05.gif独立広場・フレシチャーチク通りウラジーミルの丘でキエフを一望した後は、丘を下り独立広場へ。どの道からも下っていく方向が独立広場になりますので、迷子になる心配はありません。独立広場はいくつもの噴水とウクライナ独立記念碑があり、キエフの街の中心広場となっています。そこを通って、キエフのメインストリート「フレシチャーチク通り」を散策しましょう。ウクライナで一番の繁華街なだけあり、夜遅くまで行き交う人が絶えません。各店も比較的遅くまで開いています。お勧めは、ベッサラブスキー中央市場。ベッサラブスキー中央市場
賑わうベッサラブスキー中央市場

ここでは、あらゆる食料品が売られており、ウクライナ名物の豚の脂身サーロもここで試食できます!
ウクライナ名物、サーロも試食できる!
ウクライナ名物、サーロも試食できる!
脂肪分が高いので、お腹をこわしやすい方は、ご注意ください。

また、ウクライナ料理を気軽に楽しみたいなら、セルフ・サービス形式のレストラン「プザタ・ハタ」がおすすめです。
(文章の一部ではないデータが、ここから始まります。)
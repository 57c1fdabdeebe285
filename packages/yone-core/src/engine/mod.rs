//! The music engine: the coordinator every front-end talks to.
//!
//! [`MusicEngine`] owns the session store, the transport connector and the
//! resolver, and exposes the command-level operations (add tracks, show the
//! panel, seek, stop ...) plus the single [`dispatch`](MusicEngine::dispatch)
//! entry point for panel buttons.

mod playlist;

use std::sync::{Arc, Weak};

use parking_lot::Mutex;
use tokio::sync::mpsc;

pub use playlist::{LoadAbort, PlaylistLoader};

use crate::control::{parse_seek_time, ControlAction, ControlOrigin, ControlOutcome, ControlSurface};
use crate::display::{ArtifactHandle, ChannelSink, DisplaySynchronizer};
use crate::error::{ControlError, ControlResult, TransportError, YoneError, YoneResult};
use crate::events::{EventEmitter, SessionEvent, TeardownReason};
use crate::player::PlayerContext;
use crate::resolver::{is_playlist_url, parse_urls_and_text, Attachment, TrackResolver};
use crate::runtime::{BackgroundTask, TaskSpawner, TokioSpawner};
use crate::session::{SessionHandle, SessionSnapshot, SessionStore};
use crate::state::Config;
use crate::track::{Track, TrackJanitor};
use crate::transport::{TransportConnector, TransportHandle, TransportLost, VoiceGateway};
use crate::types::{ChannelId, GuildId, UserId};
use crate::utils::now_millis;

// ─────────────────────────────────────────────────────────────────────────────
// Requests
// ─────────────────────────────────────────────────────────────────────────────

/// Which half of a play request is resolved and queued first.
#[derive(Debug, Clone, Copy, PartialEq, Eq, Default)]
pub enum OrderPolicy {
    /// References, then attachments.
    QueryFirst,
    /// Attachments, then references.
    #[default]
    AttachmentsFirst,
}

/// A play request from the command layer.
pub struct AddRequest {
    pub guild: GuildId,
    /// The requester's voice channel, if they are in one.
    pub voice_channel: Option<ChannelId>,
    pub requester: UserId,
    /// URLs and/or search terms.
    pub references: Vec<String>,
    pub attachments: Vec<Attachment>,
    pub order: OrderPolicy,
    /// Text channel the session reports to.
    pub sink: Arc<dyn ChannelSink>,
}

/// Result of an accepted play request.
#[derive(Debug, Clone, Copy, PartialEq, Eq)]
pub struct AddOutcome {
    /// Tracks queued immediately.
    pub queued: usize,
    /// Playlists handed to the lazy loader.
    pub playlists: usize,
    /// References or attachments that failed to resolve.
    pub failed: usize,
    pub session_created: bool,
}

/// Voice occupancy change reported by the platform.
#[derive(Debug, Clone, Copy, PartialEq, Eq)]
pub struct PresenceUpdate {
    pub guild: GuildId,
    pub channel: ChannelId,
    /// Non-bot members left in the channel.
    pub humans: usize,
}

/// External collaborators the engine is built from.
pub struct EngineDeps {
    pub gateway: Arc<dyn VoiceGateway>,
    pub resolver: Arc<dyn TrackResolver>,
    pub janitor: Arc<dyn TrackJanitor>,
    pub emitter: Arc<dyn EventEmitter>,
    pub spawner: TokioSpawner,
}

// ─────────────────────────────────────────────────────────────────────────────
// Engine
// ─────────────────────────────────────────────────────────────────────────────

pub struct MusicEngine {
    config: Config,
    store: Arc<SessionStore>,
    connector: TransportConnector,
    resolver: Arc<dyn TrackResolver>,
    janitor: Arc<dyn TrackJanitor>,
    emitter: Arc<dyn EventEmitter>,
    control: ControlSurface,
    player: PlayerContext,
    spawner: TokioSpawner,
    listener: Mutex<Option<BackgroundTask>>,
}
フレシチャーチク通りだけでなく、街中に何軒もあるチェーン店ですので、ぜひ一度は足を運んでみるといいでしょう。

このように1日で全部まわると、少々慌しくなってしまいますが、キエフは街全体が美しく、ただ歩いているだけでも色々な発見があります。
ご自身のスケジュールやコンディションを考えて、「東スラヴ人のルーツを辿るキエフの旅」を楽しんでみてください。